Pan-African Studies | Minor

The 2nd Annual CSULA African American Academic Panel is scheduled for Tuesday, February 7, 2006, from 1:30pm-3:00. The panel is sponsored by the English Department, and this year, the interdisciplinary panel will focus on "Issues of Gender and Race in African American Studies."

The event is open to faculty, students and staff, and will be held in Room 144 of the Biological Sciences Building.

Brief biographies of this year's participants are included below.

BRYANT ALEXANDER

California State University, Los Angeles

Currently, the Acting Associate Dean of the College of Arts and Letters, Bryant Alexander received his B.A. and M.S. from the University of Southwestern Louisiana, and his Ph.D. from Southern Illinois University. 

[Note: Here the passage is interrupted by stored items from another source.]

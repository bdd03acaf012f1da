//! Pre-fitted per-feature standardization.

use super::{read_artifact, ModelError};
use serde::{Deserialize, Serialize};
use std::path::Path;

/// `(x - mean) / scale`, parameters fixed at training time.
#[derive(Debug, Clone, PartialEq, Serialize, Deserialize)]
pub struct StandardScaler {
    pub mean: Vec<f64>,
    pub scale: Vec<f64>,
}

impl StandardScaler {
    /// Build a scaler, replacing zero scales with 1.0.
    pub fn new(mean: Vec<f64>, scale: Vec<f64>) -> Result<Self, ModelError> {
        let mut scaler = Self { mean, scale };
        scaler.validate()?;
        Ok(scaler)
    }

    /// Identity transform of the given width.
    pub fn identity(dim: usize) -> Self {
        Self {
            mean: vec![0.0; dim],
            scale: vec![1.0; dim],
        }
    }

    /// Load a scaler artifact from a JSON file.
    pub fn load(path: &Path) -> Result<Self, ModelError> {
        let mut scaler: StandardScaler = read_artifact(path)?;
        scaler.validate()?;
        Ok(scaler)
    }

    pub fn dim(&self) -> usize {
        self.mean.len()
    }

    pub fn transform(&self, features: &[f64]) -> Vec<f64> {
        debug_assert_eq!(
            features.len(),
            self.dim(),
            "feature width does not match scaler"
        );
        features
            .iter()
            .zip(self.mean.iter().zip(&self.scale))
            .map(|(&x, (&mean, &scale))| (x - mean) / scale)
            .collect()
    }

    fn validate(&mut self) -> Result<(), ModelError> {
        if self.mean.len() != self.scale.len() {
            return Err(ModelError::Invalid(format!(
                "scaler has {} means but {} scales",
                self.mean.len(),
                self.scale.len()
            )));
        }
        if self.mean.iter().chain(&self.scale).any(|v| !v.is_finite()) {
            return Err(ModelError::Invalid(
                "scaler parameters must be finite".to_string(),
            ));
        }
        for scale in &mut self.scale {
            if *scale == 0.0 {
                *scale = 1.0;
            }
        }
        Ok(())
    }
}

picture of Bryant Alexander

In addition to publishing critical articles that assessed the intersection of gender, race, and identity, Dr. Alexander has co-edited the text, Performance Theories in Education: Power, Pedagogy, and the Politics of Identity (2004), and has authored the forthcoming book, Cultural Performance of/in Black Masculine Identity: Ethnographic Explorations of Race, Culture, and Queer Identity.

 

KUMEA SHORTER-GOODEN

Alliant International University

A professor of Multicultural Community-Clinical Psychology, Dr. Shorter-Gooden won the 2004 American Book Award for her co-authored book, Shifting: The Double Lives of Black Women in America. After receiving her B.A from Princeton University and her M.A. and Ph.D. from the University of Maryland, she has served as a Clinical Director at several facilities and an academic who has researched and published on a range of topics, including biraciality and multiculturalism; gender and race; and black women and identity in America.

 

picture of Kumea Shorter-Gooden

RENFORD REESE

Cal Poly Pomona

Renford Reese has focused his teaching and research in the areas of Politics of Policy Process, Race and the U.S. Criminal Justice System, and Public Sector Leadership. Having earned his B.A. from Vanderbilt University, M.A. from the Vanderbilt Institute for Public Policy, and Ph.D. from the University of Southern California, Professor Reese has published a host of articles in journals and newspapers. 

Image of Renford Reese

With the publication of his books, American Paradox: Young Black Men (2004) and Leadership in the LAPD: Walking the Tightrope (2005), he has been an international lecturer, speaking at the University of British Vancouver, the University of Toronto, the New Bulgarian University, and the United Nation Research Institute in Geneva, Switzerland. His forthcoming book, Prison Race, investigates prison culture and the politics of race.